Problem description: Scan the entries that follow and give only the number of lines containing "each".

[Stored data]
+++++

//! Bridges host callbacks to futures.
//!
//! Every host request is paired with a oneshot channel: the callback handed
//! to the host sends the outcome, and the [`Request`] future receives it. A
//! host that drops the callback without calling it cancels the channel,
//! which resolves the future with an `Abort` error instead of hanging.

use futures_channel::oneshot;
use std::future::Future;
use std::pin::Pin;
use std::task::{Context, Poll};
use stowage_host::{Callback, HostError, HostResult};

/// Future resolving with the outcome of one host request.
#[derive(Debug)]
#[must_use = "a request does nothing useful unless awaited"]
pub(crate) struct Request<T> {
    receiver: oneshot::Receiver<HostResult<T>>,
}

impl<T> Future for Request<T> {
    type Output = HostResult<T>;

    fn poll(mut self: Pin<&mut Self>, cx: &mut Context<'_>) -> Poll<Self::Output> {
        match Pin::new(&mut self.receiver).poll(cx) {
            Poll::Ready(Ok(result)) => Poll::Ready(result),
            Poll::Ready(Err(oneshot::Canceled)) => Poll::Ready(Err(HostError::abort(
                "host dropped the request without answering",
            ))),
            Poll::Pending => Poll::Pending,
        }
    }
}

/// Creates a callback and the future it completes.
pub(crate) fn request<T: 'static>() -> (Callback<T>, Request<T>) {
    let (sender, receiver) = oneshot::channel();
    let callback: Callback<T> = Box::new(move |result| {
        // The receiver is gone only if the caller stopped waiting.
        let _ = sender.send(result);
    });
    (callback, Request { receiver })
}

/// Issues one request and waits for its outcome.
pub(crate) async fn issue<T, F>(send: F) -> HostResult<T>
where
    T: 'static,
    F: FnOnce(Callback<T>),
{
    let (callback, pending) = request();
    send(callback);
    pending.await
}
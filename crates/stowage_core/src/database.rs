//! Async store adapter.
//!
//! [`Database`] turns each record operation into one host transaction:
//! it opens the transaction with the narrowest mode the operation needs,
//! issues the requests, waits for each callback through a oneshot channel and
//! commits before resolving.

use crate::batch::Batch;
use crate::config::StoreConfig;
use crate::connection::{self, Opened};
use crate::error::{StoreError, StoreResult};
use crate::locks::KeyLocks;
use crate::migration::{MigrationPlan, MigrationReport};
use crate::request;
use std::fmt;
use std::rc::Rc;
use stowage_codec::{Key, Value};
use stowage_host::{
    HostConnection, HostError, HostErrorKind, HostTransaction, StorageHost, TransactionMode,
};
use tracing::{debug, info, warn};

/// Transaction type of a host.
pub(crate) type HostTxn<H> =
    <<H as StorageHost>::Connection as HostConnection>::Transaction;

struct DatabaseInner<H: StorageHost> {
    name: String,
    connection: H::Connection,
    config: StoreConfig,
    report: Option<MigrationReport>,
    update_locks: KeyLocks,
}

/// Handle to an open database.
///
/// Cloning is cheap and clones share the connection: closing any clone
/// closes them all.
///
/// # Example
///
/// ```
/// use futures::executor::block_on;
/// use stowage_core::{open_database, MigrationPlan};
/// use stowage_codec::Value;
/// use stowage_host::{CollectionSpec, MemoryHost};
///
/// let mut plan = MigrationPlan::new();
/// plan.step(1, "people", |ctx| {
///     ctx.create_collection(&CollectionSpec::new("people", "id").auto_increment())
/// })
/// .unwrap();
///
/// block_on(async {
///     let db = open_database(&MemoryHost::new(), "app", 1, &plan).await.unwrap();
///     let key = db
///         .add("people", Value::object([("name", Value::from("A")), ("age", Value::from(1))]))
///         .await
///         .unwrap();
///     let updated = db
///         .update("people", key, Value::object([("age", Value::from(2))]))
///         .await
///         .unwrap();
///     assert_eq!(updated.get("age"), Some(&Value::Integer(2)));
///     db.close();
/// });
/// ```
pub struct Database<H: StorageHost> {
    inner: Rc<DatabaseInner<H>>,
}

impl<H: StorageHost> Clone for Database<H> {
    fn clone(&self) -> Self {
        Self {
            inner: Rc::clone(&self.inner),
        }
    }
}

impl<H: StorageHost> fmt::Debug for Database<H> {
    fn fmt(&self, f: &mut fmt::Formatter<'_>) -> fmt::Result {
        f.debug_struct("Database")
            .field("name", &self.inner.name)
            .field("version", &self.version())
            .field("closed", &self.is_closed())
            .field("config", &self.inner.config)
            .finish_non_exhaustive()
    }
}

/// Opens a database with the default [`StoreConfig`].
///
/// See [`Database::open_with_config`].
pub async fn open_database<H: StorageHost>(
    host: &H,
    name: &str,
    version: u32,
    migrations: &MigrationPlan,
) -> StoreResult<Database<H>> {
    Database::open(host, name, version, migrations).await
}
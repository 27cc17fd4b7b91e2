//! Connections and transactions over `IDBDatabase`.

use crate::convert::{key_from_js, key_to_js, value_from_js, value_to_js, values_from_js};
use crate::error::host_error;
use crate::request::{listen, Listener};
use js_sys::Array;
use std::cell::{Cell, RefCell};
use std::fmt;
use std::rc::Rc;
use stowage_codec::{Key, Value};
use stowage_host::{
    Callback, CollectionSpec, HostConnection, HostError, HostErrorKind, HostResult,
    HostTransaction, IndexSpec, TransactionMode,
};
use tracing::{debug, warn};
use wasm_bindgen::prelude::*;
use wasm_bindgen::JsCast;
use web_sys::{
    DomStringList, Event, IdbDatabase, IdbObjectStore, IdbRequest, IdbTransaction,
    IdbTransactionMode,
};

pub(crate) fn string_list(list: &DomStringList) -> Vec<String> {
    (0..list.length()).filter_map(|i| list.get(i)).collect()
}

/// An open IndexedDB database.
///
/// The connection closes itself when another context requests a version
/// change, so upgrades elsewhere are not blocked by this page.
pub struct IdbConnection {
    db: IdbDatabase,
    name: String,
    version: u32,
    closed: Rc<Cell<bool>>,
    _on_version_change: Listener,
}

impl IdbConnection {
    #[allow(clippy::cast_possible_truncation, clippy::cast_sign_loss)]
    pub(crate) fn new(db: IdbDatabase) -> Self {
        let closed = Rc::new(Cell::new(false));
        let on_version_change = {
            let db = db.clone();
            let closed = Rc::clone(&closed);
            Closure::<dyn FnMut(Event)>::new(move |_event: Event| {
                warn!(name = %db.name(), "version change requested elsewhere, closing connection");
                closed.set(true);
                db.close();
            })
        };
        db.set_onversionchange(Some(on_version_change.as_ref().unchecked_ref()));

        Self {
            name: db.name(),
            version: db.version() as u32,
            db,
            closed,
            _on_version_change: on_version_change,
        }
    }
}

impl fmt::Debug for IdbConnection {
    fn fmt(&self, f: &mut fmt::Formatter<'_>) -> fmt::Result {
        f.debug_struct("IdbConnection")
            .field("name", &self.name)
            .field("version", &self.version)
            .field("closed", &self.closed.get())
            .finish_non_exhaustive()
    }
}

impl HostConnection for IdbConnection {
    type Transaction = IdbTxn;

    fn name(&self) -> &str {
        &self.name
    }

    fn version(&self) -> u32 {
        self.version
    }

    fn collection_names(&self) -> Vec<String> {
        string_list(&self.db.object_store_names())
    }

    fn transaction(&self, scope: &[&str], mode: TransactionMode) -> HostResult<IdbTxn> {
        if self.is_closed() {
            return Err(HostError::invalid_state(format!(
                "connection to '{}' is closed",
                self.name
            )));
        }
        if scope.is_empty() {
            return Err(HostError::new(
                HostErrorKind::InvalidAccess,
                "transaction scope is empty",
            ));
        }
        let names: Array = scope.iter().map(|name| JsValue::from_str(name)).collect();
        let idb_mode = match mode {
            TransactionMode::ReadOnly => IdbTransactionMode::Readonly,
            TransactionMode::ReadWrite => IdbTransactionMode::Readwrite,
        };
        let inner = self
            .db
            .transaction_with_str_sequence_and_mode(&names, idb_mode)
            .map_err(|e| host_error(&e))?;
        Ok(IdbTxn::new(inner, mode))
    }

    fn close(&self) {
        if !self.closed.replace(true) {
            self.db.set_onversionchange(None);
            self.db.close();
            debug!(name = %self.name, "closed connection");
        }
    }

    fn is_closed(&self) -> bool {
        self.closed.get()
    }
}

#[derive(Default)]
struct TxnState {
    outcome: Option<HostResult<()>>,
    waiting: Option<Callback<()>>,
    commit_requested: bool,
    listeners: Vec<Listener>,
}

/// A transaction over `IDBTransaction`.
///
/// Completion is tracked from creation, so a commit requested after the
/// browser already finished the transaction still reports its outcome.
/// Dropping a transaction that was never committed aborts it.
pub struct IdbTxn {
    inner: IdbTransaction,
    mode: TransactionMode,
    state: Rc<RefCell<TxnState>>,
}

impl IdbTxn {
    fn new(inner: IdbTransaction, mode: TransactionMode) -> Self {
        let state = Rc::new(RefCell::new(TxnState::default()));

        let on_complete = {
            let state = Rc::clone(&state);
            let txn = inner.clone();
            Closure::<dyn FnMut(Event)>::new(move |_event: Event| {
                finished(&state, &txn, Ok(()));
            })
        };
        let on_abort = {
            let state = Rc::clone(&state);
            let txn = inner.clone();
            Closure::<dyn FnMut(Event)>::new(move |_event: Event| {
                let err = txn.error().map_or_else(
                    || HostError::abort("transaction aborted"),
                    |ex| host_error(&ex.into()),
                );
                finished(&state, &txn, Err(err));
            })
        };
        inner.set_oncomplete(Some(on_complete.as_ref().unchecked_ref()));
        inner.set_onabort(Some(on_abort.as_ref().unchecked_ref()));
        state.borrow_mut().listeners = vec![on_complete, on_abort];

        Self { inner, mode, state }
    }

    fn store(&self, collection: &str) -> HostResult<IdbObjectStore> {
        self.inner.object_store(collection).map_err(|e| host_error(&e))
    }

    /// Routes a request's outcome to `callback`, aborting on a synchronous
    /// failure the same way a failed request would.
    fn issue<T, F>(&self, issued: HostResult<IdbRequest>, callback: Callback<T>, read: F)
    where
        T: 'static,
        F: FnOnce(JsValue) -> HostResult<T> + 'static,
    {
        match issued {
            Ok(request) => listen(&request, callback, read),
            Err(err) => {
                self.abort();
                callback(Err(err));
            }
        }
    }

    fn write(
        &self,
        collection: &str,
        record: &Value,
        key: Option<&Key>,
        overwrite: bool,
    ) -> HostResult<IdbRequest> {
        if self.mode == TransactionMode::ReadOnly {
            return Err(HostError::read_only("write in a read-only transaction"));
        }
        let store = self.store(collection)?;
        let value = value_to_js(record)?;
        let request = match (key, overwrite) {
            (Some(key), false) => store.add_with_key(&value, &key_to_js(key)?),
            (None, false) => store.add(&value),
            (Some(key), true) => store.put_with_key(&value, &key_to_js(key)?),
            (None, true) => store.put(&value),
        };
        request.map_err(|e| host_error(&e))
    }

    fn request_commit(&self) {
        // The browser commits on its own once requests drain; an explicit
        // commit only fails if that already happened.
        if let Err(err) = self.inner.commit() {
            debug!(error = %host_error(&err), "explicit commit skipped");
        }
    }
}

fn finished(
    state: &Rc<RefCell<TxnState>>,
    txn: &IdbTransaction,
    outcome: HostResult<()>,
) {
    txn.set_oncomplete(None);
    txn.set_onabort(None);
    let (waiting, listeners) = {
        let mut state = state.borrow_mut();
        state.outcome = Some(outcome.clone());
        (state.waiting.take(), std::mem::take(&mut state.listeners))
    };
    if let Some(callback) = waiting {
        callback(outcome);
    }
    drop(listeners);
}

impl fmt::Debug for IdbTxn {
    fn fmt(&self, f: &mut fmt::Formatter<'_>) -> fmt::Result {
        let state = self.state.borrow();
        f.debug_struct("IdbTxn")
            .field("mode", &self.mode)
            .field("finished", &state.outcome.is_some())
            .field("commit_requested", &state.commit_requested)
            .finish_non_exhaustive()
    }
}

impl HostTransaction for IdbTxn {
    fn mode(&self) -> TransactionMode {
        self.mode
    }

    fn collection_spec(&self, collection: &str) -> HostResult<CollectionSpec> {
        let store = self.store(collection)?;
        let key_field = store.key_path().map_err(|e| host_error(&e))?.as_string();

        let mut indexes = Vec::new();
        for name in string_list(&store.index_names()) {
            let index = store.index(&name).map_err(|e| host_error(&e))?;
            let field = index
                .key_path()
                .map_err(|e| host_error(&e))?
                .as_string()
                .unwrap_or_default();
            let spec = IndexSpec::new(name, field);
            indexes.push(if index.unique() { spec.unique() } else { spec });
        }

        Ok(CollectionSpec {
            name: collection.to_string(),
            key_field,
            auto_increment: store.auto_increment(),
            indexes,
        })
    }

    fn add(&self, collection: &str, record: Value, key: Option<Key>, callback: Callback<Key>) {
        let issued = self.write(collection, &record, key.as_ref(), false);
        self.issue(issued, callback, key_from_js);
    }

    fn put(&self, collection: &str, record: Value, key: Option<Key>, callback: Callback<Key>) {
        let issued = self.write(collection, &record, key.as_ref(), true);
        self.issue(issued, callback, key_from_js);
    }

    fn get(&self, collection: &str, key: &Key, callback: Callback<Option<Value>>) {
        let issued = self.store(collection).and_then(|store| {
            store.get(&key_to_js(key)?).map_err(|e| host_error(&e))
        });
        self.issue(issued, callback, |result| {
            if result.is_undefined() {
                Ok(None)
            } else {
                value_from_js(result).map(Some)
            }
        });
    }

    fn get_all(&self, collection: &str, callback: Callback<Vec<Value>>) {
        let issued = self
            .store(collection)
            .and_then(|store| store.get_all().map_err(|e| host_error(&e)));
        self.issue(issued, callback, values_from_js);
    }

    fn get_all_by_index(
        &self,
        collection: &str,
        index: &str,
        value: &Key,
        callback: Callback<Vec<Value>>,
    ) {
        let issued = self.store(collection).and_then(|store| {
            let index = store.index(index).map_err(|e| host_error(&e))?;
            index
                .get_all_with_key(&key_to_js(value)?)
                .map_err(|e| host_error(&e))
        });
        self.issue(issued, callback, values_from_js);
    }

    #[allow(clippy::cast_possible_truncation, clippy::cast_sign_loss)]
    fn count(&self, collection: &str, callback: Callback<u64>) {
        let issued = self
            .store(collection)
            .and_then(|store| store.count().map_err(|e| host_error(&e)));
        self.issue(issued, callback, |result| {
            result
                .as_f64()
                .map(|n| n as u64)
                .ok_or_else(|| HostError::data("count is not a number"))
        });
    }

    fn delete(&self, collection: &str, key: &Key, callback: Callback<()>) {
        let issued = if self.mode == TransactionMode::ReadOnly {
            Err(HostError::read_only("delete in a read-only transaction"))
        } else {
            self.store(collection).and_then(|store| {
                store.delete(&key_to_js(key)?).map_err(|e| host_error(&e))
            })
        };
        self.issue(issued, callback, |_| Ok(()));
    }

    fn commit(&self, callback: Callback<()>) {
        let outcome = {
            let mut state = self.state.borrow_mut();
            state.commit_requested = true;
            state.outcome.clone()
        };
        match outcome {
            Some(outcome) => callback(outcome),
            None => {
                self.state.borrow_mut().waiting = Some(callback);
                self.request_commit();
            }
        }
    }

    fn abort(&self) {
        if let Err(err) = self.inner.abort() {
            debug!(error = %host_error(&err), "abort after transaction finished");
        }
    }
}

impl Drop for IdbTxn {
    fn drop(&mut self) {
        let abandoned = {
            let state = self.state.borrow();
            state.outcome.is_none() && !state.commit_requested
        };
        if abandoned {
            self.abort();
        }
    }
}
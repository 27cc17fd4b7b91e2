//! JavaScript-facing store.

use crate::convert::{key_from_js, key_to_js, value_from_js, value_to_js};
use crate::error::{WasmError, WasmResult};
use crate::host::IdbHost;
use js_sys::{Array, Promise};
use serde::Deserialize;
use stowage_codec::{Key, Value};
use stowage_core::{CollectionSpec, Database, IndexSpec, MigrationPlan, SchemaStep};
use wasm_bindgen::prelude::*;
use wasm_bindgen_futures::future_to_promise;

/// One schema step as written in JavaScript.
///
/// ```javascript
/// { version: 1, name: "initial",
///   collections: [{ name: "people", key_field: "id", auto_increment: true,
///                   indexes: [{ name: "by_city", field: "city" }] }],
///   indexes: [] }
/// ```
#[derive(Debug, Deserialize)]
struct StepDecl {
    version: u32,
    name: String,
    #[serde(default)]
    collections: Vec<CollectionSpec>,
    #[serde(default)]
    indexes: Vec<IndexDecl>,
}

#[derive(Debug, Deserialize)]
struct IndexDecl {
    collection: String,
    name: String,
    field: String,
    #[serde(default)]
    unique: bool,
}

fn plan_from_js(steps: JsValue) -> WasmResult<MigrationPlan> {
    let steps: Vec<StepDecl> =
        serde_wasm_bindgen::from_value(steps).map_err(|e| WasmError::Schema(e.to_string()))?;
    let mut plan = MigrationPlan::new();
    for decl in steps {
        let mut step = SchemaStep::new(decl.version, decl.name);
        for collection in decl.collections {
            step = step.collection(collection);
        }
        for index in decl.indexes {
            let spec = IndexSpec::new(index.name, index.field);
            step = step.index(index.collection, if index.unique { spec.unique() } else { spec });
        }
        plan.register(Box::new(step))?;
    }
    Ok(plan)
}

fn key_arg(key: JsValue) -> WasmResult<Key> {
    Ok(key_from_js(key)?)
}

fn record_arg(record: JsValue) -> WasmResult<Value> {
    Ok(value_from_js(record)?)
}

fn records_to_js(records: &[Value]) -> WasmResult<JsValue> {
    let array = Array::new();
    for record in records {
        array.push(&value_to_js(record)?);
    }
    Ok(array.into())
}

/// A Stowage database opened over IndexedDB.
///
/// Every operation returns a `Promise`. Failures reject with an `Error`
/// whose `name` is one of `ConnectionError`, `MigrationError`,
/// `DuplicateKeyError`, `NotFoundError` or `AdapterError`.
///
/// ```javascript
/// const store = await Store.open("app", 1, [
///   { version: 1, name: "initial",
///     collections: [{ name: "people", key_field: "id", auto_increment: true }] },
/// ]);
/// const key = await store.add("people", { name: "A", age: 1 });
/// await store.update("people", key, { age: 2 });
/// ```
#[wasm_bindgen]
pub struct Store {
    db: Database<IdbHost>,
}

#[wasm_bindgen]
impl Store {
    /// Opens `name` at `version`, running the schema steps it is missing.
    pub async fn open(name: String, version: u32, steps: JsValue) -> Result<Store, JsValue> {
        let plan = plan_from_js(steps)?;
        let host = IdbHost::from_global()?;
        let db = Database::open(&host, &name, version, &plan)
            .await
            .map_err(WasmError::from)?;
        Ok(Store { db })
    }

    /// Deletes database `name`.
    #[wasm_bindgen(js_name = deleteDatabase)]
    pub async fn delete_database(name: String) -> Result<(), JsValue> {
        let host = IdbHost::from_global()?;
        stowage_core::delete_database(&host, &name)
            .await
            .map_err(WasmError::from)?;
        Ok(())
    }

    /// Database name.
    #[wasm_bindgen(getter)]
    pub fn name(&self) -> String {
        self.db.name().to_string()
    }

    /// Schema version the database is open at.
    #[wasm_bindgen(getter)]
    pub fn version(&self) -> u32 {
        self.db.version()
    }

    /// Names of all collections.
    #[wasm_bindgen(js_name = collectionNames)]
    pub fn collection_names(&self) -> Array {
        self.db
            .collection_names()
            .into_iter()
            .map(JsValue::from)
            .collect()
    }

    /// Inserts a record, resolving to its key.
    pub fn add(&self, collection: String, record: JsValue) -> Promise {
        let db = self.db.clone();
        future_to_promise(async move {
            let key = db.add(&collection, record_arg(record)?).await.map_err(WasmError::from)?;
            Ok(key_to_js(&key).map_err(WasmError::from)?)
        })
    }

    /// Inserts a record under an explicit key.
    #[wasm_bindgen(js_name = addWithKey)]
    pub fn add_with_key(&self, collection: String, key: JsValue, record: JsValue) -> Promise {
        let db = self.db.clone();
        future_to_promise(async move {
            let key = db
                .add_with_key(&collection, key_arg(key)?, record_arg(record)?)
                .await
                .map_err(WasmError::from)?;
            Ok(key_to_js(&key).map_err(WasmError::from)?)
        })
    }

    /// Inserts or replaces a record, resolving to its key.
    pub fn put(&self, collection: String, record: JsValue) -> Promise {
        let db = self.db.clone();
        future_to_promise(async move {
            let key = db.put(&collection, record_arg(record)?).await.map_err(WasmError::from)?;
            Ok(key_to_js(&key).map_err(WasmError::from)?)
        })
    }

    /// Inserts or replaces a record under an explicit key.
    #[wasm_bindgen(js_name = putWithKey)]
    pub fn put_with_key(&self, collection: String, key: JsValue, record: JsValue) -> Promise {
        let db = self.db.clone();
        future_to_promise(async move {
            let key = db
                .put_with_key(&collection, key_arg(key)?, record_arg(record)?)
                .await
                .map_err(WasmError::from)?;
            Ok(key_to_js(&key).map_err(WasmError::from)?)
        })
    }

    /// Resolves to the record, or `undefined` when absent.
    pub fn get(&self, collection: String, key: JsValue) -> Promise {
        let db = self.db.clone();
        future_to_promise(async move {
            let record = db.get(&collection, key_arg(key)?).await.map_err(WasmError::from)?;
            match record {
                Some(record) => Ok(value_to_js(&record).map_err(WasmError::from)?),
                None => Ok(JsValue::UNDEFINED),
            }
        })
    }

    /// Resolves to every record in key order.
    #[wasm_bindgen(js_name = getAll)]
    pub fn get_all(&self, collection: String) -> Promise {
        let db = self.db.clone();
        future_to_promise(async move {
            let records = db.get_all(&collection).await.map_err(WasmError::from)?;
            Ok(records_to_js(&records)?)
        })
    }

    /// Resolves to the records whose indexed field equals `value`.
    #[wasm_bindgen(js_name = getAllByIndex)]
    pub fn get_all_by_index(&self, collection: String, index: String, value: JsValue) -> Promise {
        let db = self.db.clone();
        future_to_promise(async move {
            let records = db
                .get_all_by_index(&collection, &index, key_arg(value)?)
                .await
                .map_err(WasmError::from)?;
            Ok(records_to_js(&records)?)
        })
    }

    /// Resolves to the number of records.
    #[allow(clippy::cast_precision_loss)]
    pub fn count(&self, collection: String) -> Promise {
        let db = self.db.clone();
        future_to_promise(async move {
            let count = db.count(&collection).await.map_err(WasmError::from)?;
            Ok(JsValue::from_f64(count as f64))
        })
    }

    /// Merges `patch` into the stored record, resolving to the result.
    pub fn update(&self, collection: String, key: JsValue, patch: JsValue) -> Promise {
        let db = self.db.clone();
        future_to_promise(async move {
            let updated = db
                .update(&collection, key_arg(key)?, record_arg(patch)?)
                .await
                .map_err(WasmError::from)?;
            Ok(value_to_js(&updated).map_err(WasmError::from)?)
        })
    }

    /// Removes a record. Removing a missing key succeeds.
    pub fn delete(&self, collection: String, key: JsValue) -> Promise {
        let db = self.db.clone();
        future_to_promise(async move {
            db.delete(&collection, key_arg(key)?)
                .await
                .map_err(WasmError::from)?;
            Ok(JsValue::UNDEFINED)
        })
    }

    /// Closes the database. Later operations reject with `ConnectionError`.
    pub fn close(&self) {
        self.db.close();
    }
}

+++++

The answer: 2